**Instructions to follow**
Filter the records down to the lines that hold the word "SpectralBandwidth", and copy each of those lines.

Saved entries
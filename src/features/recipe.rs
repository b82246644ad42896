//! Feature recipes
//!
//! A recipe names the descriptors a model variant was trained on and the
//! order they are laid out in. Recipes are validated when they are built
//! (including when deserialized), so a bad schema fails at configuration
//! time instead of producing a silently misordered vector.

use serde::{Deserialize, Serialize};

use crate::error::{DetectError, Result};

/// Maximum number of cepstral coefficients a recipe may request
pub const MAX_MFCC: usize = 128;

/// One acoustic descriptor
#[derive(Debug, Clone, Copy, PartialEq, Eq, Serialize, Deserialize)]
#[serde(tag = "kind", rename_all = "snake_case")]
pub enum Descriptor {
    /// First `count` mel-frequency cepstral coefficients
    Mfcc { count: usize },
    ChromaStft,
    Rms,
    SpectralCentroid,
    SpectralBandwidth,
    Rolloff,
    ZeroCrossingRate,
}

impl Descriptor {
    /// Scalar descriptors in their canonical key order
    pub const SCALARS: [Descriptor; 6] = [
        Descriptor::ChromaStft,
        Descriptor::Rms,
        Descriptor::SpectralCentroid,
        Descriptor::SpectralBandwidth,
        Descriptor::Rolloff,
        Descriptor::ZeroCrossingRate,
    ];

    /// Feature key for scalar descriptors; `None` for MFCC groups
    pub fn key(&self) -> Option<&'static str> {
        match self {
            Descriptor::Mfcc { .. } => None,
            Descriptor::ChromaStft => Some("chroma_stft"),
            Descriptor::Rms => Some("rms"),
            Descriptor::SpectralCentroid => Some("spectral_centroid"),
            Descriptor::SpectralBandwidth => Some("spectral_bandwidth"),
            Descriptor::Rolloff => Some("rolloff"),
            Descriptor::ZeroCrossingRate => Some("zero_crossing_rate"),
        }
    }

    /// Number of values this descriptor contributes
    pub fn width(&self) -> usize {
        match self {
            Descriptor::Mfcc { count } => *count,
            _ => 1,
        }
    }

    /// Whether this descriptor needs the STFT
    pub fn is_spectral(&self) -> bool {
        !matches!(self, Descriptor::Rms | Descriptor::ZeroCrossingRate)
    }
}

/// Key of the `index`-th (1-based) cepstral coefficient
pub fn mfcc_key(index: usize) -> String {
    format!("mfcc{}", index)
}

/// A parsed field of a named schema
#[derive(Debug, Clone, Copy, PartialEq, Eq)]
pub enum SchemaField {
    /// 1-based MFCC index
    Mfcc(usize),
    /// A scalar (non-MFCC) descriptor
    Scalar(Descriptor),
}

impl SchemaField {
    /// Parse a field key such as `rms` or `mfcc7`
    pub fn parse(key: &str) -> Result<Self> {
        if let Some(scalar) = Descriptor::SCALARS.iter().find(|d| d.key() == Some(key)) {
            return Ok(SchemaField::Scalar(*scalar));
        }

        let index = key
            .strip_prefix("mfcc")
            .and_then(|rest| rest.parse::<usize>().ok())
            .ok_or_else(|| DetectError::config(format!("unknown feature field '{}'", key)))?;

        if index == 0 || index > MAX_MFCC {
            return Err(DetectError::config(format!(
                "feature field '{}' is out of range (mfcc1..mfcc{})",
                key, MAX_MFCC
            )));
        }
        Ok(SchemaField::Mfcc(index))
    }

    /// The feature key this field reads
    pub fn key(&self) -> String {
        match self {
            SchemaField::Mfcc(i) => mfcc_key(*i),
            SchemaField::Scalar(d) => d.key().unwrap_or_default().to_string(),
        }
    }
}

/// How descriptor values are laid out into the raw vector
#[derive(Debug, Clone, PartialEq, Serialize, Deserialize)]
#[serde(tag = "layout", rename_all = "snake_case")]
pub enum FeatureLayout {
    /// Descriptor groups concatenated in declaration order
    Flat { descriptors: Vec<Descriptor> },
    /// Values looked up by key in the declared field order
    Named { fields: Vec<String> },
}

/// STFT and descriptor parameters
#[derive(Debug, Clone, PartialEq, Serialize, Deserialize)]
#[serde(default)]
pub struct SpectralConfig {
    pub n_fft: usize,
    pub hop_length: usize,
    pub n_mels: usize,
    pub rolloff_percent: f32,
    pub top_db: f32,
}

impl Default for SpectralConfig {
    fn default() -> Self {
        Self {
            n_fft: 2048,
            hop_length: 512,
            n_mels: 128,
            rolloff_percent: 0.85,
            top_db: 80.0,
        }
    }
}

impl SpectralConfig {
    fn validate(&self) -> Result<()> {
        if self.n_fft < 16 || self.n_fft % 2 != 0 {
            return Err(DetectError::config(format!(
                "n_fft must be an even number >= 16, got {}",
                self.n_fft
            )));
        }
        if self.hop_length == 0 {
            return Err(DetectError::config("hop_length must be positive"));
        }
        if self.n_mels == 0 {
            return Err(DetectError::config("n_mels must be positive"));
        }
        if !(self.rolloff_percent > 0.0 && self.rolloff_percent < 1.0) {
            return Err(DetectError::config(format!(
                "rolloff_percent must be in (0, 1), got {}",
                self.rolloff_percent
            )));
        }
        if !(self.top_db > 0.0) {
            return Err(DetectError::config("top_db must be positive"));
        }
        Ok(())
    }
}

#[derive(Deserialize)]
struct RawRecipe {
    #[serde(flatten)]
    layout: FeatureLayout,
    #[serde(default)]
    spectral: SpectralConfig,
}

/// A validated feature recipe
#[derive(Debug, Clone, PartialEq, Serialize, Deserialize)]
#[serde(try_from = "RawRecipe")]
pub struct FeatureRecipe {
    #[serde(flatten)]
    layout: FeatureLayout,
    spectral: SpectralConfig,
    #[serde(skip)]
    fields: Vec<SchemaField>,
}

impl TryFrom<RawRecipe> for FeatureRecipe {
    type Error = DetectError;

    fn try_from(raw: RawRecipe) -> Result<Self> {
        FeatureRecipe::new(raw.layout, raw.spectral)
    }
}

impl FeatureRecipe {
    /// Build and validate a recipe
    pub fn new(layout: FeatureLayout, spectral: SpectralConfig) -> Result<Self> {
        spectral.validate()?;

        let fields = match &layout {
            FeatureLayout::Flat { descriptors } => {
                if descriptors.is_empty() {
                    return Err(DetectError::config("flat recipe has no descriptors"));
                }
                for d in descriptors {
                    if let Descriptor::Mfcc { count } = d {
                        if *count == 0 || *count > MAX_MFCC {
                            return Err(DetectError::config(format!(
                                "mfcc count must be in 1..={}, got {}",
                                MAX_MFCC, count
                            )));
                        }
                    }
                }
                let mfcc_groups = descriptors
                    .iter()
                    .filter(|d| matches!(d, Descriptor::Mfcc { .. }))
                    .count();
                if mfcc_groups > 1 {
                    return Err(DetectError::config("flat recipe declares more than one mfcc group"));
                }
                for scalar in Descriptor::SCALARS {
                    if descriptors.iter().filter(|d| **d == scalar).count() > 1 {
                        return Err(DetectError::config(format!(
                            "flat recipe repeats descriptor '{}'",
                            scalar.key().unwrap_or_default()
                        )));
                    }
                }
                Vec::new()
            }
            FeatureLayout::Named { fields } => {
                if fields.is_empty() {
                    return Err(DetectError::config("named schema has no fields"));
                }
                let parsed = fields
                    .iter()
                    .map(|f| SchemaField::parse(f))
                    .collect::<Result<Vec<_>>>()?;
                for (i, field) in parsed.iter().enumerate() {
                    if parsed[..i].contains(field) {
                        return Err(DetectError::config(format!(
                            "named schema repeats field '{}'",
                            field.key()
                        )));
                    }
                }
                parsed
            }
        };

        Ok(Self {
            layout,
            spectral,
            fields,
        })
    }

    /// Flat recipe of `n` MFCCs only
    pub fn mfcc(n: usize) -> Result<Self> {
        Self::new(
            FeatureLayout::Flat {
                descriptors: vec![Descriptor::Mfcc { count: n }],
            },
            SpectralConfig::default(),
        )
    }

    /// Named schema: the six scalar descriptors followed by `mfcc1..mfccN`
    pub fn tabular(n_mfcc: usize) -> Result<Self> {
        let fields = Descriptor::SCALARS
            .iter()
            .filter_map(|d| d.key().map(str::to_string))
            .chain((1..=n_mfcc).map(mfcc_key))
            .collect();
        Self::new(FeatureLayout::Named { fields }, SpectralConfig::default())
    }

    pub fn layout(&self) -> &FeatureLayout {
        &self.layout
    }

    pub fn spectral(&self) -> &SpectralConfig {
        &self.spectral
    }

    /// Parsed schema fields (empty for flat layouts)
    pub fn fields(&self) -> &[SchemaField] {
        &self.fields
    }

    /// Descriptors that must be computed, in computation order
    pub fn required_descriptors(&self) -> Vec<Descriptor> {
        match &self.layout {
            FeatureLayout::Flat { descriptors } => descriptors.clone(),
            FeatureLayout::Named { .. } => {
                let mut required = Vec::new();
                let n_mfcc = self
                    .fields
                    .iter()
                    .filter_map(|f| match f {
                        SchemaField::Mfcc(i) => Some(*i),
                        SchemaField::Scalar(_) => None,
                    })
                    .max();
                if let Some(count) = n_mfcc {
                    required.push(Descriptor::Mfcc { count });
                }
                required.extend(self.fields.iter().filter_map(|f| match f {
                    SchemaField::Scalar(d) => Some(*d),
                    SchemaField::Mfcc(_) => None,
                }));
                required
            }
        }
    }

    /// Length of the raw vector this recipe produces
    pub fn raw_len(&self) -> usize {
        match &self.layout {
            FeatureLayout::Flat { descriptors } => descriptors.iter().map(|d| d.width()).sum(),
            FeatureLayout::Named { fields } => fields.len(),
        }
    }
}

**Completed task**
    SpectralBandwidth,
        Descriptor::SpectralBandwidth,
            Descriptor::SpectralBandwidth => Some("spectral_bandwidth"),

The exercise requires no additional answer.